(Provided records)
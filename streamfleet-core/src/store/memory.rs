use std::collections::{HashMap, VecDeque};
use std::fmt;
use std::sync::{Arc, Mutex, MutexGuard};

use chrono::{DateTime, Duration, Utc};

use crate::clock::{Clock, SystemClock};

use super::{SharedStore, StoreError, StoreResult};

#[derive(Debug, Clone)]
struct ZEntry {
    member: String,
    score: f64,
    seq: u64,
}

#[derive(Debug, Default)]
struct Inner {
    strings: HashMap<String, String>,
    zsets: HashMap<String, Vec<ZEntry>>,
    lists: HashMap<String, VecDeque<String>>,
    expirations: HashMap<String, DateTime<Utc>>,
    seq: u64,
}

impl Inner {
    fn remove(&mut self, key: &str) -> bool {
        let mut removed = self.strings.remove(key).is_some();
        removed |= self.zsets.remove(key).is_some();
        removed |= self.lists.remove(key).is_some();
        self.expirations.remove(key);
        removed
    }

    fn contains(&self, key: &str) -> bool {
        self.strings.contains_key(key)
            || self.zsets.get(key).map(|set| !set.is_empty()).unwrap_or(false)
            || self.lists.get(key).map(|list| !list.is_empty()).unwrap_or(false)
    }

    fn purge_key(&mut self, key: &str, now: DateTime<Utc>) {
        if self
            .expirations
            .get(key)
            .map(|deadline| *deadline <= now)
            .unwrap_or(false)
        {
            self.remove(key);
        }
    }

    fn purge_all(&mut self, now: DateTime<Utc>) {
        let expired: Vec<String> = self
            .expirations
            .iter()
            .filter(|(_, deadline)| **deadline <= now)
            .map(|(key, _)| key.clone())
            .collect();
        for key in expired {
            self.remove(&key);
        }
    }

    fn next_seq(&mut self) -> u64 {
        self.seq += 1;
        self.seq
    }
}

/// In-process [`SharedStore`] honouring TTLs through the injected clock.
#[derive(Clone)]
pub struct MemoryStore {
    inner: Arc<Mutex<Inner>>,
    clock: Arc<dyn Clock>,
}

impl fmt::Debug for MemoryStore {
    fn fmt(&self, f: &mut fmt::Formatter<'_>) -> fmt::Result {
        f.debug_struct("MemoryStore").finish_non_exhaustive()
    }
}

impl Default for MemoryStore {
    fn default() -> Self {
        Self::new(Arc::new(SystemClock))
    }
}

impl MemoryStore {
    pub fn new(clock: Arc<dyn Clock>) -> Self {
        Self {
            inner: Arc::new(Mutex::new(Inner::default())),
            clock,
        }
    }

    fn lock(&self, key: Option<&str>) -> StoreResult<MutexGuard<'_, Inner>> {
        let mut guard = self.inner.lock().map_err(|_| StoreError::Poisoned)?;
        let now = self.clock.now();
        match key {
            Some(key) => guard.purge_key(key, now),
            None => guard.purge_all(now),
        }
        Ok(guard)
    }

    fn apply_ttl(&self, inner: &mut Inner, key: &str, ttl: Option<Duration>) {
        match ttl {
            Some(ttl) => {
                inner
                    .expirations
                    .insert(key.to_string(), self.clock.now() + ttl);
            }
            None => {
                inner.expirations.remove(key);
            }
        }
    }
}

impl SharedStore for MemoryStore {
    fn get(&self, key: &str) -> StoreResult<Option<String>> {
        let guard = self.lock(Some(key))?;
        Ok(guard.strings.get(key).cloned())
    }

    fn set(&self, key: &str, value: &str, ttl: Option<Duration>) -> StoreResult<()> {
        let mut guard = self.lock(Some(key))?;
        guard.strings.insert(key.to_string(), value.to_string());
        self.apply_ttl(&mut guard, key, ttl);
        Ok(())
    }

    fn set_nx(&self, key: &str, value: &str, ttl: Option<Duration>) -> StoreResult<bool> {
        let mut guard = self.lock(Some(key))?;
        if guard.contains(key) {
            return Ok(false);
        }
        guard.strings.insert(key.to_string(), value.to_string());
        self.apply_ttl(&mut guard, key, ttl);
        Ok(true)
    }

    fn delete(&self, key: &str) -> StoreResult<bool> {
        let mut guard = self.lock(Some(key))?;
        Ok(guard.remove(key))
    }

    fn exists(&self, key: &str) -> StoreResult<bool> {
        let guard = self.lock(Some(key))?;
        Ok(guard.contains(key))
    }

    fn expire(&self, key: &str, ttl: Duration) -> StoreResult<bool> {
        let mut guard = self.lock(Some(key))?;
        if !guard.contains(key) {
            return Ok(false);
        }
        self.apply_ttl(&mut guard, key, Some(ttl));
        Ok(true)
    }

    fn ttl(&self, key: &str) -> StoreResult<Option<Duration>> {
        let guard = self.lock(Some(key))?;
        let now = self.clock.now();
        Ok(guard.expirations.get(key).map(|deadline| *deadline - now))
    }

    fn incr_by(&self, key: &str, delta: i64) -> StoreResult<i64> {
        let mut guard = self.lock(Some(key))?;
        let current = match guard.strings.get(key) {
            Some(raw) => raw.parse::<i64>().map_err(|_| StoreError::NotAnInteger {
                key: key.to_string(),
            })?,
            None => 0,
        };
        let next = current + delta;
        guard.strings.insert(key.to_string(), next.to_string());
        Ok(next)
    }

    fn zadd(&self, key: &str, member: &str, score: f64) -> StoreResult<()> {
        let mut guard = self.lock(Some(key))?;
        let seq = guard.next_seq();
        let set = guard.zsets.entry(key.to_string()).or_default();
        match set.iter_mut().find(|entry| entry.member == member) {
            Some(existing) => existing.score = score,
            None => set.push(ZEntry {
                member: member.to_string(),
                score,
                seq,
            }),
        }
        Ok(())
    }

    fn zrem(&self, key: &str, member: &str) -> StoreResult<bool> {
        let mut guard = self.lock(Some(key))?;
        let Some(set) = guard.zsets.get_mut(key) else {
            return Ok(false);
        };
        let before = set.len();
        set.retain(|entry| entry.member != member);
        let removed = set.len() != before;
        if set.is_empty() {
            guard.remove(key);
        }
        Ok(removed)
    }

    fn zrange_desc(&self, key: &str) -> StoreResult<Vec<(String, f64)>> {
        let guard = self.lock(Some(key))?;
        let mut entries = guard.zsets.get(key).cloned().unwrap_or_default();
        entries.sort_by(|a, b| {
            b.score
                .partial_cmp(&a.score)
                .unwrap_or(std::cmp::Ordering::Equal)
                .then_with(|| a.seq.cmp(&b.seq))
        });
        Ok(entries
            .into_iter()
            .map(|entry| (entry.member, entry.score))
            .collect())
    }

    fn zrange_by_score(&self, key: &str, max: f64) -> StoreResult<Vec<(String, f64)>> {
        let guard = self.lock(Some(key))?;
        let mut entries: Vec<ZEntry> = guard
            .zsets
            .get(key)
            .map(|set| set.iter().filter(|entry| entry.score <= max).cloned().collect())
            .unwrap_or_default();
        entries.sort_by(|a, b| {
            a.score
                .partial_cmp(&b.score)
                .unwrap_or(std::cmp::Ordering::Equal)
                .then_with(|| a.seq.cmp(&b.seq))
        });
        Ok(entries
            .into_iter()
            .map(|entry| (entry.member, entry.score))
            .collect())
    }

    fn zcard(&self, key: &str) -> StoreResult<usize> {
        let guard = self.lock(Some(key))?;
        Ok(guard.zsets.get(key).map(Vec::len).unwrap_or(0))
    }

    fn lpush(&self, key: &str, value: &str) -> StoreResult<usize> {
        let mut guard = self.lock(Some(key))?;
        let list = guard.lists.entry(key.to_string()).or_default();
        list.push_front(value.to_string());
        Ok(list.len())
    }

    fn ltrim(&self, key: &str, keep: usize) -> StoreResult<()> {
        let mut guard = self.lock(Some(key))?;
        if let Some(list) = guard.lists.get_mut(key) {
            list.truncate(keep);
        }
        Ok(())
    }

    fn lrange(&self, key: &str, limit: usize) -> StoreResult<Vec<String>> {
        let guard = self.lock(Some(key))?;
        Ok(guard
            .lists
            .get(key)
            .map(|list| list.iter().take(limit).cloned().collect())
            .unwrap_or_default())
    }

    fn keys(&self, prefix: &str) -> StoreResult<Vec<String>> {
        let guard = self.lock(None)?;
        let mut keys: Vec<String> = guard
            .strings
            .keys()
            .chain(guard.zsets.keys())
            .chain(guard.lists.keys())
            .filter(|key| key.starts_with(prefix))
            .cloned()
            .collect();
        keys.sort();
        keys.dedup();
        Ok(keys)
    }
}
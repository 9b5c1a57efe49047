use std::collections::HashMap;
use std::fmt;
use std::sync::{Arc, OnceLock};

use async_trait::async_trait;
use regex::Regex;
use thiserror::Error;

use crate::remote::{RemoteError, RemoteExecutor};

use super::models::{Node, NodeTelemetry};

/// Prints one `key=value` line per reading.
pub const TELEMETRY_SCRIPT: &str = concat!(
    "echo disk_percent=$(df -P / | awk 'NR==2 {gsub(\"%\",\"\",$5); print $5}'); ",
    "echo disk_avail_kb=$(df -P / | awk 'NR==2 {print $4}'); ",
    "echo cpu_percent=$(top -bn1 | awk '/Cpu\\(s\\)/ {print 100-$8; exit}'); ",
    "echo ram_percent=$(free | awk '/Mem:/ {printf \"%.1f\", $3/$2*100}'); ",
    "echo network_mbps=$(cat /sys/class/net/$(ip route show default | awk '{print $5; exit}')/speed 2>/dev/null || echo 1000)"
);

#[derive(Debug, Error)]
pub enum TelemetryError {
    #[error("remote error: {0}")]
    Remote(#[from] RemoteError),
    #[error("telemetry output missing {0}")]
    MissingField(&'static str),
}

#[async_trait]
pub trait TelemetryProbe: Send + Sync {
    async fn probe(&self, node: &Node) -> Result<NodeTelemetry, TelemetryError>;
}

pub struct SshTelemetryProbe {
    remote: Arc<dyn RemoteExecutor>,
}

impl fmt::Debug for SshTelemetryProbe {
    fn fmt(&self, f: &mut fmt::Formatter<'_>) -> fmt::Result {
        f.debug_struct("SshTelemetryProbe").finish_non_exhaustive()
    }
}

impl SshTelemetryProbe {
    pub fn new(remote: Arc<dyn RemoteExecutor>) -> Self {
        Self { remote }
    }
}

#[async_trait]
impl TelemetryProbe for SshTelemetryProbe {
    async fn probe(&self, node: &Node) -> Result<NodeTelemetry, TelemetryError> {
        let output = self.remote.execute_checked(node, TELEMETRY_SCRIPT).await?;
        parse_telemetry(&output.stdout)
    }
}

fn line_pattern() -> &'static Regex {
    static PATTERN: OnceLock<Regex> = OnceLock::new();
    PATTERN.get_or_init(|| {
        Regex::new(r"^\s*([a-z_]+)=([0-9]+(?:\.[0-9]+)?)\s*$").expect("valid telemetry regex")
    })
}

pub fn parse_telemetry(output: &str) -> Result<NodeTelemetry, TelemetryError> {
    let values: HashMap<&str, f64> = output
        .lines()
        .filter_map(|line| {
            let captures = line_pattern().captures(line)?;
            let key = captures.get(1)?.as_str();
            let value = captures.get(2)?.as_str().parse::<f64>().ok()?;
            Some((key, value))
        })
        .collect();
    let field = |name: &'static str| {
        values
            .get(name)
            .copied()
            .ok_or(TelemetryError::MissingField(name))
    };
    Ok(NodeTelemetry {
        disk_percent: field("disk_percent")?,
        available_disk_gb: field("disk_avail_kb")? / (1024.0 * 1024.0),
        cpu_percent: field("cpu_percent")?,
        ram_percent: field("ram_percent")?,
        network_mbps: values.get("network_mbps").copied().unwrap_or(0.0),
    })
}
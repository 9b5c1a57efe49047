use std::collections::HashMap;
use std::fmt;
use std::sync::Arc;

use chrono::Duration;

use crate::store::{get_record, put_record, SharedStore, StoreResult};

use super::models::{SessionStatus, StreamJob, StreamSession};

const JOB_PREFIX: &str = "stream_job:";
const SESSION_PREFIX: &str = "stream_session:";
const ACTIVE_SESSION_PREFIX: &str = "stream_active_session:";
/// Finished sessions stay readable for audit this long.
const TERMINAL_SESSION_RETENTION_HOURS: i64 = 24;

/// Stream jobs and sessions persisted in the shared store.
#[derive(Clone)]
pub struct LifecycleRepository {
    store: Arc<dyn SharedStore>,
}

impl fmt::Debug for LifecycleRepository {
    fn fmt(&self, f: &mut fmt::Formatter<'_>) -> fmt::Result {
        f.debug_struct("LifecycleRepository").finish_non_exhaustive()
    }
}

impl LifecycleRepository {
    pub fn new(store: Arc<dyn SharedStore>) -> Self {
        Self { store }
    }

    pub fn save_job(&self, job: &StreamJob) -> StoreResult<()> {
        put_record(
            self.store.as_ref(),
            &format!("{JOB_PREFIX}{}", job.id),
            job,
            None,
        )
    }

    pub fn job(&self, id: &str) -> StoreResult<Option<StreamJob>> {
        get_record(self.store.as_ref(), &format!("{JOB_PREFIX}{id}"))
    }

    pub fn jobs(&self) -> StoreResult<Vec<StreamJob>> {
        let mut jobs = Vec::new();
        for key in self.store.keys(JOB_PREFIX)? {
            if let Some(job) = get_record::<StreamJob>(self.store.as_ref(), &key)? {
                jobs.push(job);
            }
        }
        jobs.sort_by(|a, b| a.created_at.cmp(&b.created_at).then_with(|| a.id.cmp(&b.id)));
        Ok(jobs)
    }

    pub fn save_session(&self, session: &StreamSession) -> StoreResult<()> {
        let ttl = session
            .status
            .is_terminal()
            .then(|| Duration::hours(TERMINAL_SESSION_RETENTION_HOURS));
        put_record(
            self.store.as_ref(),
            &format!("{SESSION_PREFIX}{}", session.id),
            session,
            ttl,
        )
    }

    pub fn session(&self, id: &str) -> StoreResult<Option<StreamSession>> {
        get_record(self.store.as_ref(), &format!("{SESSION_PREFIX}{id}"))
    }

    pub fn sessions(&self) -> StoreResult<Vec<StreamSession>> {
        let mut sessions = Vec::new();
        for key in self.store.keys(SESSION_PREFIX)? {
            if let Some(session) = get_record::<StreamSession>(self.store.as_ref(), &key)? {
                sessions.push(session);
            }
        }
        sessions.sort_by(|a, b| a.created_at.cmp(&b.created_at).then_with(|| a.id.cmp(&b.id)));
        Ok(sessions)
    }

    /// Sessions in ACTIVE state, optionally restricted to one node.
    pub fn active_sessions(&self, node_id: Option<&str>) -> StoreResult<Vec<StreamSession>> {
        Ok(self
            .sessions()?
            .into_iter()
            .filter(|session| session.status == SessionStatus::Active)
            .filter(|session| node_id.map_or(true, |id| session.node_id == id))
            .collect())
    }

    pub fn active_counts_by_node(&self) -> StoreResult<HashMap<String, i64>> {
        let mut counts = HashMap::new();
        for session in self.active_sessions(None)? {
            *counts.entry(session.node_id).or_insert(0) += 1;
        }
        Ok(counts)
    }

    pub fn active_session_id(&self, job_id: &str) -> StoreResult<Option<String>> {
        self.store.get(&format!("{ACTIVE_SESSION_PREFIX}{job_id}"))
    }

    pub fn active_session(&self, job_id: &str) -> StoreResult<Option<StreamSession>> {
        let Some(session_id) = self.active_session_id(job_id)? else {
            return Ok(None);
        };
        Ok(self
            .session(&session_id)?
            .filter(|session| session.status == SessionStatus::Active))
    }

    pub fn set_active_session(&self, job_id: &str, session_id: &str) -> StoreResult<()> {
        self.store
            .set(&format!("{ACTIVE_SESSION_PREFIX}{job_id}"), session_id, None)
    }

    /// Clears the pointer only if it still names `session_id`.
    pub fn clear_active_session(&self, job_id: &str, session_id: &str) -> StoreResult<bool> {
        if self.active_session_id(job_id)?.as_deref() == Some(session_id) {
            return self
                .store
                .delete(&format!("{ACTIVE_SESSION_PREFIX}{job_id}"));
        }
        Ok(false)
    }
}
(End Provided records)
**Work to complete**
For each line in the entries that holds "captures", return that line.

**Response**
            let captures = line_pattern().captures(line)?;
            let key = captures.get(1)?.as_str();
            let value = captures.get(2)?.as_str().parse::<f64>().ok()?;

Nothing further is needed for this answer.